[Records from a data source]
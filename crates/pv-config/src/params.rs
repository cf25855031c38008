//! Solver parameters.
//!
//! Every field has a default, so an empty params file (or none at all) yields
//! a usable configuration. Files may be TOML or JSON.

use std::path::Path;

use pv_math::LpEngineKind;
use schemars::JsonSchema;
use serde::{Deserialize, Serialize};

use crate::validate::{ValidationError, ValidationResult};

/// How a vector set is reduced after it is built.
#[derive(Debug, Clone, Copy, PartialEq, Eq, Default, Serialize, Deserialize, JsonSchema)]
pub enum PurgeOption {
    /// Keep everything.
    #[serde(rename = "none")]
    None,
    /// Pointwise domination only.
    #[serde(rename = "dom")]
    Domination,
    /// Domination, then LP-based parsimonious pruning.
    #[default]
    #[serde(rename = "prune")]
    Prune,
    /// Domination, then epsilon-approximate pruning.
    #[serde(rename = "epsilon_prune")]
    EpsilonPrune,
}

impl std::fmt::Display for PurgeOption {
    fn fmt(&self, f: &mut std::fmt::Formatter<'_>) -> std::fmt::Result {
        match self {
            PurgeOption::None => write!(f, "none"),
            PurgeOption::Domination => write!(f, "dom"),
            PurgeOption::Prune => write!(f, "prune"),
            PurgeOption::EpsilonPrune => write!(f, "epsilon_prune"),
        }
    }
}

impl std::str::FromStr for PurgeOption {
    type Err = String;

    fn from_str(s: &str) -> Result<Self, Self::Err> {
        match s.to_ascii_lowercase().as_str() {
            "none" => Ok(PurgeOption::None),
            "dom" | "domination" => Ok(PurgeOption::Domination),
            "prune" => Ok(PurgeOption::Prune),
            "epsilon_prune" | "epsilon-prune" => Ok(PurgeOption::EpsilonPrune),
            other => Err(format!(
                "unknown purge option '{other}' (expected none, dom, prune, epsilon_prune)"
            )),
        }
    }
}

/// When value iteration is considered converged.
#[derive(Debug, Clone, Copy, PartialEq, Eq, Default, Serialize, Deserialize, JsonSchema)]
#[serde(rename_all = "snake_case")]
pub enum StopCriterion {
    /// Same vectors in the same order.
    Exact,
    /// Same vectors in any order.
    #[default]
    Weak,
    /// Bellman residual below `stop_delta`.
    Bellman,
}

impl std::fmt::Display for StopCriterion {
    fn fmt(&self, f: &mut std::fmt::Formatter<'_>) -> std::fmt::Result {
        match self {
            StopCriterion::Exact => write!(f, "exact"),
            StopCriterion::Weak => write!(f, "weak"),
            StopCriterion::Bellman => write!(f, "bellman"),
        }
    }
}

impl std::str::FromStr for StopCriterion {
    type Err = String;

    fn from_str(s: &str) -> Result<Self, Self::Err> {
        match s.to_ascii_lowercase().as_str() {
            "exact" => Ok(StopCriterion::Exact),
            "weak" => Ok(StopCriterion::Weak),
            "bellman" => Ok(StopCriterion::Bellman),
            other => Err(format!(
                "unknown stop criterion '{other}' (expected exact, weak, bellman)"
            )),
        }
    }
}

/// Backup strategy.
#[derive(Debug, Clone, Copy, PartialEq, Eq, Default, Serialize, Deserialize, JsonSchema)]
pub enum Method {
    /// Purge after every cross-sum step.
    #[default]
    #[serde(rename = "incprune")]
    IncPrune,
    /// Cross-sum everything, purge once.
    #[serde(rename = "enum")]
    Enum,
}

impl std::fmt::Display for Method {
    fn fmt(&self, f: &mut std::fmt::Formatter<'_>) -> std::fmt::Result {
        match self {
            Method::IncPrune => write!(f, "incprune"),
            Method::Enum => write!(f, "enum"),
        }
    }
}

impl std::str::FromStr for Method {
    type Err = String;

    fn from_str(s: &str) -> Result<Self, Self::Err> {
        match s.to_ascii_lowercase().as_str() {
            "incprune" => Ok(Method::IncPrune),
            "enum" => Ok(Method::Enum),
            other => Err(format!("unknown method '{other}' (expected incprune, enum)")),
        }
    }
}

/// Region LP formulation.
#[derive(Debug, Clone, Copy, PartialEq, Eq, Default, Serialize, Deserialize, JsonSchema)]
#[serde(rename_all = "snake_case")]
pub enum RegionLp {
    /// Value-split formulation with auxiliary variables.
    #[default]
    New,
    /// Difference-vector formulation.
    Old,
}

impl std::fmt::Display for RegionLp {
    fn fmt(&self, f: &mut std::fmt::Formatter<'_>) -> std::fmt::Result {
        match self {
            RegionLp::New => write!(f, "new"),
            RegionLp::Old => write!(f, "old"),
        }
    }
}

impl std::str::FromStr for RegionLp {
    type Err = String;

    fn from_str(s: &str) -> Result<Self, Self::Err> {
        match s.to_ascii_lowercase().as_str() {
            "new" => Ok(RegionLp::New),
            "old" => Ok(RegionLp::Old),
            other => Err(format!("unknown region LP '{other}' (expected new, old)")),
        }
    }
}

fn default_schema_version() -> String {
    crate::CONFIG_SCHEMA_VERSION.to_string()
}

/// Full solver parameter set.
#[derive(Debug, Clone, PartialEq, Serialize, Deserialize, JsonSchema)]
#[serde(default, deny_unknown_fields)]
pub struct SolverParams {
    #[serde(default = "default_schema_version")]
    pub schema_version: String,

    /// Fixed number of epochs; infinite when absent.
    pub horizon: Option<usize>,
    /// Overrides the model's discount factor.
    pub discount: Option<f64>,
    pub method: Method,
    pub stop_criteria: StopCriterion,
    pub stop_delta: f64,
    pub proj_purge: PurgeOption,
    pub q_purge: PurgeOption,
    /// Purge applied to the final union when `method` is `enum`.
    pub enum_purge: PurgeOption,

    /// Minimum region margin for a vector to count as useful.
    pub epsilon: f64,
    pub alpha_epsilon: f64,
    pub lp_epsilon: f64,
    pub sparse_epsilon: f64,
    pub impossible_obs_epsilon: f64,
    pub prune_epsilon: f64,

    pub prune_init_rand_points: usize,
    pub alg_init_rand_points: usize,
    pub use_witness_points: bool,
    pub domination_check: bool,

    #[schemars(with = "String")]
    pub lp_engine: LpEngineKind,
    pub region_lp: RegionLp,
    pub lp_max_iterations: usize,

    /// Wall-clock budget in seconds.
    pub max_secs: Option<f64>,
    pub save_all: bool,
    pub prefix: String,
    pub rand_seed: Option<u64>,
    pub require_non_negative_rewards: bool,
    /// Decimal places written to alpha files.
    pub alpha_precision: usize,
}

impl Default for SolverParams {
    fn default() -> Self {
        Self {
            schema_version: default_schema_version(),
            horizon: None,
            discount: None,
            method: Method::IncPrune,
            stop_criteria: StopCriterion::Weak,
            stop_delta: 1e-9,
            proj_purge: PurgeOption::Prune,
            q_purge: PurgeOption::Prune,
            enum_purge: PurgeOption::Prune,
            epsilon: 1e-9,
            alpha_epsilon: 1e-9,
            lp_epsilon: 1e-9,
            sparse_epsilon: 1e-9,
            impossible_obs_epsilon: 1e-9,
            prune_epsilon: 1e-9,
            prune_init_rand_points: 0,
            alg_init_rand_points: 0,
            use_witness_points: false,
            domination_check: true,
            lp_engine: LpEngineKind::Dantzig,
            region_lp: RegionLp::New,
            lp_max_iterations: 0,
            max_secs: None,
            save_all: false,
            prefix: "solution".to_string(),
            rand_seed: None,
            require_non_negative_rewards: false,
            alpha_precision: 25,
        }
    }
}

impl SolverParams {
    /// Load parameters from a TOML or JSON file, chosen by extension.
    pub fn from_file(path: &Path) -> ValidationResult<Self> {
        let content = std::fs::read_to_string(path).map_err(|e| {
            ValidationError::IoError(format!("Failed to read {}: {}", path.display(), e))
        })?;
        match path.extension().and_then(|e| e.to_str()) {
            Some("json") => Self::parse_json(&content),
            _ => Self::parse_toml(&content),
        }
    }

    pub fn parse_json(json: &str) -> ValidationResult<Self> {
        serde_json::from_str(json)
            .map_err(|e| ValidationError::ParseError(format!("Invalid JSON: {}", e)))
    }

    pub fn parse_toml(text: &str) -> ValidationResult<Self> {
        toml::from_str(text)
            .map_err(|e| ValidationError::ParseError(format!("Invalid TOML: {}", e)))
    }

    pub fn to_toml(&self) -> ValidationResult<String> {
        toml::to_string_pretty(self)
            .map_err(|e| ValidationError::ParseError(format!("TOML encode failed: {}", e)))
    }

    /// JSON schema describing the parameter file.
    pub fn json_schema() -> serde_json::Value {
        serde_json::to_value(schemars::schema_for!(SolverParams)).unwrap_or_default()
    }
}

/// Command-line overrides; `None` leaves the resolved value alone.
#[derive(Debug, Clone, Default)]
pub struct ParamOverrides {
    pub horizon: Option<usize>,
    pub discount: Option<f64>,
    pub method: Option<Method>,
    pub stop_criteria: Option<StopCriterion>,
    pub stop_delta: Option<f64>,
    pub proj_purge: Option<PurgeOption>,
    pub q_purge: Option<PurgeOption>,
    pub epsilon: Option<f64>,
    pub lp_engine: Option<LpEngineKind>,
    pub region_lp: Option<RegionLp>,
    pub max_secs: Option<f64>,
    pub save_all: bool,
    pub prefix: Option<String>,
    pub rand_seed: Option<u64>,
    pub use_witness_points: bool,
}

impl ParamOverrides {
    pub fn apply(&self, params: &mut SolverParams) {
        if let Some(h) = self.horizon {
            params.horizon = Some(h);
        }
        if let Some(d) = self.discount {
            params.discount = Some(d);
        }
        if let Some(m) = self.method {
            params.method = m;
        }
        if let Some(s) = self.stop_criteria {
            params.stop_criteria = s;
        }
        if let Some(d) = self.stop_delta {
            params.stop_delta = d;
        }
        if let Some(p) = self.proj_purge {
            params.proj_purge = p;
        }
        if let Some(p) = self.q_purge {
            params.q_purge = p;
        }
        if let Some(e) = self.epsilon {
            params.epsilon = e;
        }
        if let Some(e) = self.lp_engine {
            params.lp_engine = e;
        }
        if let Some(r) = self.region_lp {
            params.region_lp = r;
        }
        if let Some(s) = self.max_secs {
            params.max_secs = Some(s);
        }
        if self.save_all {
            params.save_all = true;
        }
        if let Some(ref p) = self.prefix {
            params.prefix = p.clone();
        }
        if let Some(seed) = self.rand_seed {
            params.rand_seed = Some(seed);
        }
        if self.use_witness_points {
            params.use_witness_points = true;
        }
    }
}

Task prompt: Look above for the line holding "#[derive(Debug, Clone, Default)]" and the line holding "if let Some(ref", then output exactly those two lines and every line between them, nothing more.

Solved problem:
#[derive(Debug, Clone, Default)]
pub struct ParamOverrides {
    pub horizon: Option<usize>,
    pub discount: Option<f64>,
    pub method: Option<Method>,
    pub stop_criteria: Option<StopCriterion>,
    pub stop_delta: Option<f64>,
    pub proj_purge: Option<PurgeOption>,
    pub q_purge: Option<PurgeOption>,
    pub epsilon: Option<f64>,
    pub lp_engine: Option<LpEngineKind>,
    pub region_lp: Option<RegionLp>,
    pub max_secs: Option<f64>,
    pub save_all: bool,
    pub prefix: Option<String>,
    pub rand_seed: Option<u64>,
    pub use_witness_points: bool,
}

impl ParamOverrides {
    pub fn apply(&self, params: &mut SolverParams) {
        if let Some(h) = self.horizon {
            params.horizon = Some(h);
        }
        if let Some(d) = self.discount {
            params.discount = Some(d);
        }
        if let Some(m) = self.method {
            params.method = m;
        }
        if let Some(s) = self.stop_criteria {
            params.stop_criteria = s;
        }
        if let Some(d) = self.stop_delta {
            params.stop_delta = d;
        }
        if let Some(p) = self.proj_purge {
            params.proj_purge = p;
        }
        if let Some(p) = self.q_purge {
            params.q_purge = p;
        }
        if let Some(e) = self.epsilon {
            params.epsilon = e;
        }
        if let Some(e) = self.lp_engine {
            params.lp_engine = e;
        }
        if let Some(r) = self.region_lp {
            params.region_lp = r;
        }
        if let Some(s) = self.max_secs {
            params.max_secs = Some(s);
        }
        if self.save_all {
            params.save_all = true;
        }
        if let Some(ref p) = self.prefix {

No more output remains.